Runner executes the 5-phase pipeline

The runner performs branch creation, config loading, SQL execution, Iceberg writes, and quality testing. See Pipeline Execution for the full breakdown.

Runner calls back to ratd

On completion (success or failure), the runner pushes the terminal status to ratd via an HTTP POST to the callback URL. This is faster than polling.

Portal picks up the result

The portal’s SWR hooks automatically revalidate the run status. The UI updates to show the completed run with duration, rows written, and any quality test results.

If the callback fails (network issue, ratd restart), ratd falls back to polling GetRunStatus on the runner every 60 seconds. The run will still be marked as complete, just with a slight delay.


Query Execution

When a user runs an interactive query in the portal’s query console.

Step-by-step

Portal sends the query

The user types SQL in the CodeMirror editor and clicks “Run”. The portal sends POST /api/v1/query/execute with the raw SQL text.

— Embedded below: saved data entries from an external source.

use std::panic::AssertUnwindSafe;

use newsroom_client::{
    api::{ArticleUpdate, Role, Vote},
    gate, CommentStore, Error, Identity,
};
use newsroom_mock_server::{MockGateway, MockServer};

macro_rules! do_tokio_test {
    ( $name:ident, $typ:ty, $fn:expr ) => {
        #[test]
        fn $name() {
            let runtime = AssertUnwindSafe(
                tokio::runtime::Builder::new_current_thread()
                    .enable_all()
                    .build()
                    .expect("failed initializing tokio runtime"),
            );
            bolero::check!()
                .with_type::<$typ>()
                .cloned()
                .for_each(move |v| {
                    let () = runtime.block_on($fn(v));
                })
        }
    };
}

struct World {
    store: CommentStore<MockGateway>,
    gw: MockGateway,
    users: Vec<Identity>,
}

async fn world() -> World {
    let mut server = MockServer::new();
    let users = ["alice", "bob", "carol"]
        .into_iter()
        .map(|name| server.register(name, Role::Reader))
        .collect::<Vec<_>>();
    let article = server
        .publish_article(
            &users[0],
            ArticleUpdate {
                title: String::from("Title"),
                body: String::from("Body"),
                image_url: None,
                state: String::from("State"),
                city: String::from("City"),
                category: String::from("Category"),
            },
        )
        .expect("publishing article")
        .id;
    let gw = MockGateway::new(server);
    let store = CommentStore::new(gw.clone());
    store
        .load_thread(&article)
        .await
        .expect("loading empty thread");
    World {
        store,
        gw,
        users: users
            .into_iter()
            .map(|t| Identity::from_token(t).expect("decoding mock token"))
            .collect(),
    }
}

#[test]
fn can_modify_is_username_equality() {
    bolero::check!()
        .with_type::<(String, String)>()
        .cloned()
        .for_each(|(author, actor)| {
            assert_eq!(gate::can_modify(&author, Some(&actor)), author == actor);
            assert!(!gate::can_modify(&author, None));
        })
}

do_tokio_test!(posted_text_is_in_thread, String, |text: String| async move {
    let w = world().await;
    let article = w.store.article().expect("thread is loaded");
    let calls = w.gw.calls();
    match w.store.post_comment(&article, &text, &w.users[1]).await {
        Ok(c) => {
            let comments = w.store.load_thread(&article).await.unwrap();
            assert_eq!(comments.len(), 1);
            assert_eq!(comments[0], c);
            assert_eq!(comments[0].body, text);
            assert_eq!(comments[0].author.username, "bob");
        }
        Err(Error::Validation(_)) => {
            assert_eq!(w.gw.calls(), calls);
            assert!(w.store.comments().is_empty());
        }
        Err(e) => panic!("unexpected error posting {text:?}: {e}"),
    }
});

do_tokio_test!(
    blank_text_never_reaches_server,
    Vec<u8>,
    |blanks: Vec<u8>| async move {
        let text = blanks
            .iter()
            .map(|b| [' ', '\t', '\n', '\r'][*b as usize % 4])
            .collect::<String>();
        let w = world().await;
        let article = w.store.article().expect("thread is loaded");
        let calls = w.gw.calls();
        let res = w.store.post_comment(&article, &text, &w.users[0]).await;
        assert!(matches!(res, Err(Error::Validation(_))));
        assert_eq!(w.gw.calls(), calls);
        assert!(w.store.comments().is_empty());
    }
);

#[derive(Clone, Debug, bolero::generator::TypeGenerator)]
struct FuzzVote {
    user: u8,
    vote: Vote,
}

do_tokio_test!(
    votes_mirror_server,
    Vec<FuzzVote>,
    |votes: Vec<FuzzVote>| async move {
        let w = world().await;
        let article = w.store.article().expect("thread is loaded");
        let c = w
            .store
            .post_comment(&article, "vote on me", &w.users[0])
            .await
            .unwrap();
        for v in votes {
            let who = &w.users[v.user as usize % w.users.len()];
            let local = w.store.vote_comment(&c.id, v.vote, who).await.unwrap();
            assert_eq!(w.store.comment(&c.id), Some(local));
        }
        let server = w.gw.with_server(|s| s.fetch_thread(&article)).unwrap();
        assert_eq!(*w.store.comments(), server);
        for set in [&server[0].likes, &server[0].dislikes] {
            let mut dedup = set.clone();
            dedup.sort_by(|a, b| a.0.cmp(&b.0));
            dedup.dedup();
            assert_eq!(dedup.len(), set.len());
        }
    }
);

ratd validates and proxies

ratd performs basic validation (query size under 100 KB, timeout set to 30 seconds) and forwards the query to ratq via the ExecuteQuery gRPC call. ratd acts as a proxy --- it does not execute SQL itself.

ratq enforces read-only

Before execution, ratq scans the SQL for dangerous patterns. It blocks 25+ SQL statements (CREATE, DROP, INSERT, etc.) and 20+ functions (write_parquet, read_csv, etc.). If any blocked pattern is detected, it returns an error immediately.

ratq executes via DuckDB

The query runs against ratq’s persistent DuckDB connection, which has Iceberg tables pre-registered from the last catalog refresh (every 30 seconds). DuckDB reads Parquet files from MinIO via iceberg_scan().

Results return to the portal

Results are serialized as columnar data (Arrow format) from ratq to ratd, then converted to JSON for the portal. The portal renders results in a data table with type-colored values, row numbers, and zebra striping.

⚠️

Queries have a 30-second timeout and a 100 KB size limit. If your query hits the timeout, consider optimizing it with filters, limits, or by creating a Gold-layer pipeline for pre-aggregation.


File Upload to Landing Zone

When a user uploads a file (CSV, Parquet, JSON) to a landing zone.

Step-by-step

User uploads a file

The user drags a file into a landing zone in the portal. The portal sends a multipart upload to POST /api/v1/storage/upload. ratd validates the file (size limits, allowed content types, no path traversal) and writes it to MinIO at s3://rat/{namespace}/landing/{zone_name}/{filename}.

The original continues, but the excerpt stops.